Далее мы поехали в Стивентон в Беркшире. Это был маленький городок, как говорили, беднейший в графстве. Я видела мужчин, трудившихся в полях за шесть или семь шиллингов в неделю, и женщин, работавших за шесть-семь пенсов в день, при этом платить за кров и еду они должны были сами. Разумеется, они жили в самых примитивных условиях; по-другому и быть не могло, если заработка женщины за целый день не хватало на покупку фунта мяса. За жилье платили очень мало, и одежда была сшита из самых дешевых тканей, хотя за те же деньги в Соединенных Штатах можно было приобрести намного лучшую материю. Я много слышала об угнетении бедных в Европе. Многие люди, которых я видела вокруг, принадлежали к числу беднейших из бедняков. Но когда я бывала в гостях в их маленьких домиках с соломенными крышами, мне казалось, что положение даже самых нищих и самых невежественных намного превосходило положение самых любимых рабов в Америке. Они тяжко трудились, однако им не приказывали выходить на работу, когда еще не померкли на небе звезды; их не гнал в зной и в холод надсмотрщик, помогая себе плетью, пока звезды не засияют вновь. Их дома были скромны, но они были защищены законом. Никакие высокомерные патрульные не могли заявиться к ним под покровом ночи и сечь их плетями в свое удовольствие. Отец семейства, закрывая дверь домика, чувствовал себя в безопасности в окружении семьи. Никакой хозяин или надсмотрщик не мог прийти и отобрать у него жену или дочь. Они вынуждены были расставаться, чтобы заработать на жизнь, но родители знали, куда направляются дети, и могли общаться с ними при помощи писем. Родственные связи мужа и жены, родителя и ребенка были слишком священны, чтобы самый богатый аристократ в стране мог покуситься на них безнаказанно. Многое делалось для просвещения бедных людей. Для них были учреждены школы и действовали благотворительные общества, старавшиеся облегчить их положение. Не было закона, воспрещавшего учиться читать и писать, и, если они помогали друг другу читать Библию, им не грозило получить за это тридцать девять плетей, как мне и бедному благочестивому старому дядюшке Фреду. Я повторяю, самые невежественные и самые обездоленные из этих крестьян находились в положении, в тысячу раз лучшем, чем самый балованный американский раб.
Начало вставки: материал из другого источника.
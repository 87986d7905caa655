//! Minimal image display.
//!
//! The reserved window name [`FRAMEBUFFER_WINDOW`] blits to the Linux
//! framebuffer, letterboxed to the device resolution. Every other name, and
//! every other platform, saves `<name>.png` instead. There is no window
//! system, so [`Display::wait_key`] never sees a key.

use std::fs::{File, OpenOptions};
use std::io::{Seek, SeekFrom, Write};
use std::path::{Path, PathBuf};

use image::imageops::{self, FilterType};
use image::{ImageBuffer, Luma, Rgb};
use tracing::{debug, info, warn};

use crate::codecs::convert::strip_alpha;
use crate::io::ImageIo;
use crate::params::Params;
use crate::pixel::{Channels, PixelBuffer, PixelView};
use crate::CodecError;

/// Window name that selects the framebuffer on Linux.
pub const FRAMEBUFFER_WINDOW: &str = "fb";

/// Returned by [`Display::wait_key`] when no key was pressed.
pub const NO_KEY: i32 = -1;

const DEFAULT_DEVICE: &str = "/dev/fb0";
const DEFAULT_SYSFS: &str = "/sys/class/graphics/fb0";

/// Where [`Display::show`] sent the image.
#[derive(Clone, Debug, PartialEq, Eq)]
pub enum Shown {
    Framebuffer,
    File(PathBuf),
}

/// Display surface with an explicit framebuffer lifecycle.
///
/// The framebuffer device is opened on the first `show` to
/// [`FRAMEBUFFER_WINDOW`] and kept until [`release`](Self::release) or drop.
#[derive(Debug)]
pub struct Display {
    device: PathBuf,
    sysfs: PathBuf,
    framebuffer: Option<Framebuffer>,
}

impl Default for Display {
    fn default() -> Self {
        Self::new()
    }
}

impl Display {
    /// Use `/dev/fb0`, with geometry from `/sys/class/graphics/fb0`.
    pub fn new() -> Self {
        Self::with_device(DEFAULT_DEVICE, DEFAULT_SYSFS)
    }

    /// Use another framebuffer device and its sysfs directory.
    pub fn with_device(device: impl Into<PathBuf>, sysfs: impl Into<PathBuf>) -> Self {
        Self {
            device: device.into(),
            sysfs: sysfs.into(),
            framebuffer: None,
        }
    }

    pub fn is_acquired(&self) -> bool {
        self.framebuffer.is_some()
    }

    /// Close the framebuffer device. The next framebuffer `show` reopens it.
    pub fn release(&mut self) {
        if self.framebuffer.take().is_some() {
            debug!(device = %self.device.display(), "framebuffer released");
        }
    }

    /// Show `view` in window `name`.
    pub fn show(
        &mut self,
        io: &mut ImageIo,
        name: &str,
        view: PixelView<'_>,
    ) -> Result<Shown, CodecError> {
        if cfg!(target_os = "linux") && name == FRAMEBUFFER_WINDOW {
            let fb = self.acquire()?;
            let image = prepare(view, fb.width, fb.height)?;
            fb.blit(&image)?;
            return Ok(Shown::Framebuffer);
        }

        let path = PathBuf::from(format!("{name}.png"));
        info!(path = %path.display(), "no display surface, saving image");
        io.write(&path, view, &Params::new())?;
        Ok(Shown::File(path))
    }

    /// Poll for a key press. Always [`NO_KEY`].
    pub fn wait_key(&self, delay_ms: i32) -> i32 {
        debug!(delay_ms, "wait_key stub");
        NO_KEY
    }

    fn acquire(&mut self) -> Result<&mut Framebuffer, CodecError> {
        if self.framebuffer.is_none() {
            let fb = Framebuffer::open(&self.device, &self.sysfs).inspect_err(|e| {
                warn!(device = %self.device.display(), error = %e, "framebuffer unavailable");
            })?;
            debug!(
                device = %self.device.display(),
                width = fb.width,
                height = fb.height,
                bpp = fb.bits_per_pixel,
                "framebuffer acquired"
            );
            self.framebuffer = Some(fb);
        }
        self.framebuffer
            .as_mut()
            .ok_or_else(|| CodecError::Display("framebuffer not acquired".into()))
    }
}

#[derive(Debug)]
struct Framebuffer {
    file: File,
    width: u32,
    height: u32,
    bits_per_pixel: u32,
    stride: usize,
}

fn read_sysfs(dir: &Path, name: &str) -> Result<String, CodecError> {
    let path = dir.join(name);
    std::fs::read_to_string(&path)
        .map(|s| s.trim().to_string())
        .map_err(|e| CodecError::Display(format!("{}: {e}", path.display())))
}

fn parse_number(text: &str, what: &str) -> Result<u32, CodecError> {
    text.trim()
        .parse()
        .map_err(|_| CodecError::Display(format!("bad framebuffer {what} {text:?}")))
}

impl Framebuffer {
    fn open(device: &Path, sysfs: &Path) -> Result<Self, CodecError> {
        let size = read_sysfs(sysfs, "virtual_size")?;
        let (w, h) = size
            .split_once(',')
            .ok_or_else(|| CodecError::Display(format!("bad framebuffer size {size:?}")))?;
        let width = parse_number(w, "width")?;
        let height = parse_number(h, "height")?;
        let bits_per_pixel = parse_number(&read_sysfs(sysfs, "bits_per_pixel")?, "depth")?;
        if !matches!(bits_per_pixel, 16 | 24 | 32) {
            return Err(CodecError::Display(format!(
                "unsupported framebuffer depth {bits_per_pixel}"
            )));
        }
        let packed = width as usize * (bits_per_pixel as usize / 8);
        let stride = match read_sysfs(sysfs, "stride") {
            Ok(s) => parse_number(&s, "stride")? as usize,
            Err(_) => packed,
        };
        if width == 0 || height == 0 || stride < packed {
            return Err(CodecError::Display(format!(
                "bad framebuffer geometry {width}x{height}, stride {stride}"
            )));
        }

        let file = OpenOptions::new()
            .write(true)
            .open(device)
            .map_err(|e| CodecError::Display(format!("{}: {e}", device.display())))?;

        Ok(Self {
            file,
            width,
            height,
            bits_per_pixel,
            stride,
        })
    }

    fn blit(&mut self, image: &PixelBuffer) -> Result<(), CodecError> {
        for y in 0..image.height().min(self.height) {
            let row = pack_row(image.row(y), image.channels(), self.bits_per_pixel);
            self.file.seek(SeekFrom::Start(y as u64 * self.stride as u64))?;
            self.file.write_all(&row)?;
        }
        self.file.flush()?;
        Ok(())
    }
}

/// Convert a gray or BGR row to the framebuffer's pixel layout.
fn pack_row(row: &[u8], channels: Channels, bits_per_pixel: u32) -> Vec<u8> {
    let c = channels.count();
    let mut out = Vec::with_capacity(row.len() / c * (bits_per_pixel as usize / 8));
    for px in row.chunks_exact(c) {
        let (b, g, r) = match channels {
            Channels::Gray => (px[0], px[0], px[0]),
            _ => (px[0], px[1], px[2]),
        };
        match bits_per_pixel {
            16 => {
                let v = (u16::from(r >> 3) << 11) | (u16::from(g >> 2) << 5) | u16::from(b >> 3);
                out.extend_from_slice(&v.to_le_bytes());
            }
            24 => out.extend_from_slice(&[b, g, r]),
            _ => out.extend_from_slice(&[b, g, r, 0xFF]),
        }
    }
    out
}

/// Drop alpha and letterbox to `width` x `height`.
fn prepare(view: PixelView<'_>, width: u32, height: u32) -> Result<PixelBuffer, CodecError> {
    let mut image = view.to_buffer();
    if image.channels() == Channels::Bgra {
        let bgr = strip_alpha(image.data());
        image = PixelBuffer::from_vec(image.width(), image.height(), Channels::Bgr, bgr)?;
    }
    if image.width() == width && image.height() == height {
        return Ok(image);
    }
    letterbox(&image, width, height)
}

/// Fit inside `width` x `height` preserving aspect ratio, centered on black.
fn letterbox(image: &PixelBuffer, width: u32, height: u32) -> Result<PixelBuffer, CodecError> {
    let (iw, ih) = (u64::from(image.width()), u64::from(image.height()));
    let (dw, dh) = (u64::from(width), u64::from(height));
    let (fit_w, fit_h) = if iw * dh > dw * ih {
        (dw, (dw * ih / iw).max(1))
    } else {
        ((dh * iw / ih).max(1), dh)
    };
    let (fit_w, fit_h) = (fit_w as u32, fit_h as u32);
    let scaled = resize(image, fit_w, fit_h)?;

    let c = image.channels().count();
    let mut canvas = PixelBuffer::new(width, height, image.channels())?;
    let x0 = ((width - fit_w) / 2) as usize;
    let y0 = ((height - fit_h) / 2) as usize;
    let canvas_row = width as usize * c;
    let data = canvas.data_mut();
    for y in 0..fit_h as usize {
        let src = scaled.row(y as u32);
        let start = (y0 + y) * canvas_row + x0 * c;
        data[start..start + src.len()].copy_from_slice(src);
    }
    Ok(canvas)
}

/// Bilinear resize. Works on BGR as well as RGB since channels are independent.
fn resize(image: &PixelBuffer, width: u32, height: u32) -> Result<PixelBuffer, CodecError> {
    let (w, h) = (image.width(), image.height());
    let bad_buffer = || CodecError::InvalidInput("pixel buffer does not match its shape".into());
    let data = image.data().to_vec();
    let scaled = match image.channels() {
        Channels::Gray => {
            let src = ImageBuffer::<Luma<u8>, _>::from_raw(w, h, data).ok_or_else(bad_buffer)?;
            imageops::resize(&src, width, height, FilterType::Triangle).into_raw()
        }
        Channels::Bgr => {
            let src = ImageBuffer::<Rgb<u8>, _>::from_raw(w, h, data).ok_or_else(bad_buffer)?;
            imageops::resize(&src, width, height, FilterType::Triangle).into_raw()
        }
        Channels::Bgra => return Err(CodecError::UnsupportedChannels(4)),
    };
    PixelBuffer::from_vec(width, height, image.channels(), scaled)
}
Я не отрицаю, что бедных в Европе угнетают. Я не расположена рисовать их положение в таких розовых красках, в каких мисс Мюррей[40] расписывает положение рабов в Соединенных Штатах. Даже малая часть моего опыта дала бы ей возможность читать написанные ею самой страницы со слезами на глазах. Если бы ей пришлось отказаться от титула и, вместо того чтобы вращаться в высших кругах общества, стать домашней служанкой – к примеру, бедной гувернанткой на какой-нибудь плантации в Луизиане или Алабаме, – она бы увидела и услышала вещи, которые заставили бы ее рассказывать иную историю.

Самые невежественные и самые обездоленные из этих крестьян находились в положении, в тысячу раз лучшем, чем самый балованный американский раб.
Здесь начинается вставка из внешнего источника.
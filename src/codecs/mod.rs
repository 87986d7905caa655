//! Codec adapters.
//!
//! Two families live here. Hardware JPEG adapters implement the
//! [`JpegDecodeAdapter`] / [`JpegEncodeAdapter`] lifecycle traits and are
//! tried first by the dispatchers. The software codecs (one module per
//! format) are the final fallback and always speak RGB(A) order.
//!
//! Adapter lifecycle: `supported` is a cheap predicate, `init` creates a
//! session, the session does the work, dropping the session is deinit.

use crate::config::CodecConfig;
use crate::format::ImageFormat;
use crate::limits::Limits;
use crate::pixel::Channels;
use crate::CodecError;

pub(crate) mod convert;

#[cfg(feature = "jpeg")]
pub(crate) mod jpeg;

#[cfg(feature = "png")]
pub(crate) mod png;

#[cfg(feature = "bmp")]
pub(crate) mod bmp;

#[cfg(feature = "pnm")]
pub(crate) mod pnm;

#[cfg(feature = "turbojpeg")]
pub mod turbo;

/// Shape reported by a decode session after `init`.
#[derive(Clone, Copy, Debug, PartialEq, Eq)]
pub struct DecodeHeader {
    pub width: u32,
    pub height: u32,
    /// Channel count the session will write. Anything other than 1 or 3 is
    /// treated by the dispatcher as an adapter failure.
    pub channels: usize,
}

/// A hardware JPEG decoder.
///
/// Sessions write canonical channel order directly; the dispatcher applies
/// neither channel normalization nor orientation to their output.
pub trait JpegDecodeAdapter: Send + Sync {
    /// Stable name, used in logs and errors.
    fn name(&self) -> &'static str;

    /// Whether this adapter wants to try `data`. Must not fail.
    fn supported(&self, data: &[u8]) -> bool;

    /// Parse headers and prepare to decode.
    ///
    /// `desired_channels` is 0 (source channel count), 1, or 3.
    fn init<'a>(
        &'a self,
        data: &'a [u8],
        desired_channels: usize,
    ) -> Result<Box<dyn JpegDecodeSession + 'a>, CodecError>;
}

/// A live decode, created by [`JpegDecodeAdapter::init`].
pub trait JpegDecodeSession {
    fn header(&self) -> DecodeHeader;

    /// Write `width * height * channels` bytes into `out`.
    fn decode(&mut self, out: &mut [u8]) -> Result<(), CodecError>;
}

/// Whether an encoder session outlives the call that created it.
#[derive(Clone, Copy, Debug, PartialEq, Eq, Hash)]
pub enum InstancePolicy {
    /// Created and dropped within one encode call.
    PerCall,
    /// Kept in the [`EncoderCache`](crate::EncoderCache) and reused while the
    /// [`EncoderKey`] is unchanged.
    Cached,
}

/// Parameters an encoder session is bound to.
#[derive(Clone, Copy, Debug, PartialEq, Eq, Hash)]
pub struct EncoderKey {
    pub width: u32,
    pub height: u32,
    pub channels: Channels,
    pub quality: i32,
}

/// A hardware JPEG encoder.
pub trait JpegEncodeAdapter: Send + Sync {
    /// Stable name; also the encoder cache key.
    fn name(&self) -> &'static str;

    fn supported(&self, width: u32, height: u32, channels: Channels) -> bool;

    /// Fixed per adapter, never chosen by the caller.
    fn policy(&self) -> InstancePolicy {
        InstancePolicy::PerCall
    }

    fn init(&self, key: &EncoderKey) -> Result<Box<dyn JpegEncodeSession>, CodecError>;
}

/// A live encoder bound to one [`EncoderKey`].
pub trait JpegEncodeSession {
    /// Compress contiguous canonical-order pixels, appending to `out`.
    fn encode(&mut self, pixels: &[u8], out: &mut Vec<u8>) -> Result<(), CodecError>;
}

/// Software-decoded pixels in codec (RGB/RGBA) order.
///
/// `channels` may be 2 (gray + alpha) when the source carries it and no
/// conversion was requested; the dispatcher rejects that.
#[derive(Clone, Debug, PartialEq, Eq)]
pub(crate) struct RawImage {
    pub width: u32,
    pub height: u32,
    pub channels: usize,
    pub pixels: Vec<u8>,
}

/// Software decode with stb-style desired channel conversion.
pub(crate) fn decode_software(
    data: &[u8],
    format: ImageFormat,
    desired_channels: usize,
    limits: &Limits,
) -> Result<RawImage, CodecError> {
    let raw = match format {
        #[cfg(feature = "jpeg")]
        ImageFormat::Jpeg => jpeg::decode(data, limits)?,
        #[cfg(feature = "png")]
        ImageFormat::Png => png::decode(data, limits)?,
        #[cfg(feature = "bmp")]
        ImageFormat::Bmp => bmp::decode(data, limits)?,
        #[cfg(feature = "pnm")]
        ImageFormat::Pnm => pnm::decode(data, limits)?,
        #[allow(unreachable_patterns)]
        _ => {
            let _ = (data, limits);
            return Err(CodecError::UnsupportedFormat(format));
        }
    };
    convert::to_desired(raw, desired_channels)
}

/// Software encode of contiguous codec-order pixels.
#[allow(unused_variables)]
pub(crate) fn encode_software(
    format: ImageFormat,
    pixels: &[u8],
    width: u32,
    height: u32,
    channels: Channels,
    quality: i32,
    config: &CodecConfig,
) -> Result<Vec<u8>, CodecError> {
    match format {
        #[cfg(feature = "jpeg")]
        ImageFormat::Jpeg => jpeg::encode(pixels, width, height, channels, quality),
        #[cfg(feature = "png")]
        ImageFormat::Png => png::encode(pixels, width, height, channels, config),
        #[cfg(feature = "bmp")]
        ImageFormat::Bmp => bmp::encode(pixels, width, height, channels),
        #[allow(unreachable_patterns)]
        _ => Err(CodecError::UnsupportedFormat(format)),
    }
}

/// Whether the software decoder for `format` is compiled in.
pub(crate) fn decoder_available(format: ImageFormat) -> bool {
    match format {
        ImageFormat::Jpeg => cfg!(feature = "jpeg"),
        ImageFormat::Png => cfg!(feature = "png"),
        ImageFormat::Bmp => cfg!(feature = "bmp"),
        ImageFormat::Pnm => cfg!(feature = "pnm"),
    }
}

/// Whether the software encoder for `format` is compiled in.
pub(crate) fn encoder_available(format: ImageFormat) -> bool {
    format.is_encodable() && decoder_available(format)
}

/// Zero-filled pixel storage of `len` bytes.
///
/// Sizes come from untrusted headers, so allocation failure is an error
/// rather than an abort. The buffer is zeroed by the allocator, so pages a
/// truncated decode never reaches are never touched.
pub(crate) fn alloc_pixels(len: usize, limits: &Limits) -> Result<Vec<u8>, CodecError> {
    limits.check_memory(len as u64)?;
    let mut reservation: Vec<u8> = Vec::new();
    reservation
        .try_reserve_exact(len)
        .map_err(|_| CodecError::LimitExceeded(format!("cannot allocate {len} bytes")))?;
    drop(reservation);
    Ok(vec![0u8; len])
}

/// Translate crate limits for an `image` crate decoder.
#[cfg(any(feature = "jpeg", feature = "bmp", feature = "pnm"))]
fn image_crate_limits(limits: &Limits) -> image::Limits {
    let mut out = image::Limits::no_limits();
    out.max_image_width = limits.max_width.map(|w| u32::try_from(w).unwrap_or(u32::MAX));
    out.max_image_height = limits.max_height.map(|h| u32::try_from(h).unwrap_or(u32::MAX));
    out.max_alloc = limits.max_memory_bytes;
    out
}

/// Drive an `image` crate decoder to 8-bit samples.
///
/// 16-bit sources keep the high byte of each sample.
#[cfg(any(feature = "jpeg", feature = "bmp", feature = "pnm"))]
pub(crate) fn read_image_crate<D: image::ImageDecoder>(
    mut decoder: D,
    format: ImageFormat,
    limits: &Limits,
) -> Result<RawImage, CodecError> {
    let (width, height) = decoder.dimensions();
    limits.check_dimensions(u64::from(width), u64::from(height))?;
    decoder
        .set_limits(image_crate_limits(limits))
        .map_err(|e| CodecError::from_codec(format, e))?;

    let color = decoder.color_type();
    let channels = usize::from(color.channel_count());
    let bytes_per_sample = usize::from(color.bytes_per_pixel()) / channels.max(1);
    if !matches!(bytes_per_sample, 1 | 2) {
        return Err(CodecError::InvalidInput(format!(
            "{format:?} decoded to {color:?}, expected 8- or 16-bit samples"
        )));
    }

    let len = usize::try_from(decoder.total_bytes())
        .map_err(|_| CodecError::LimitExceeded("decoded size overflows usize".into()))?;
    let mut pixels = alloc_pixels(len, limits)?;
    decoder
        .read_image(&mut pixels)
        .map_err(|e| CodecError::from_codec(format, e))?;

    if bytes_per_sample == 2 {
        pixels = pixels
            .chunks_exact(2)
            .map(|s| (u16::from_ne_bytes([s[0], s[1]]) >> 8) as u8)
            .collect();
    }

    Ok(RawImage {
        width,
        height,
        channels,
        pixels,
    })
}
Посещение Англии стало памятным событием в моей жизни, ибо там я получила сильные религиозные впечатления. Презрительная манера, в которой причастие дают цветным людям на моей родине; принадлежность к церкви доктора Флинта и ему подобных; покупка и продажа рабов самопровозглашенными проповедниками Слова Божьего воспитали во мне предубеждение против епископальной церкви. Все ее служение казалось насмешкой и шарлатанством. Но дом в Стивентоне, где я жила, принадлежал семье священника, который был истинным учеником Иисуса. Красота его повседневной жизни вдохновила меня уверовать в подлинность христианского вероисповедания. Благодать вошла в мое сердце, и я опускалась на колени перед причастием, я верила – в истинное смирение души.

Я пробыла за границей десять месяцев, намного дольше, чем рассчитывала. За все это время я ни разу не увидела ни малейшего симптома предубеждения против цвета кожи. Более того, я совершенно позабыла о нем – пока не пришло время возвращаться в Америку.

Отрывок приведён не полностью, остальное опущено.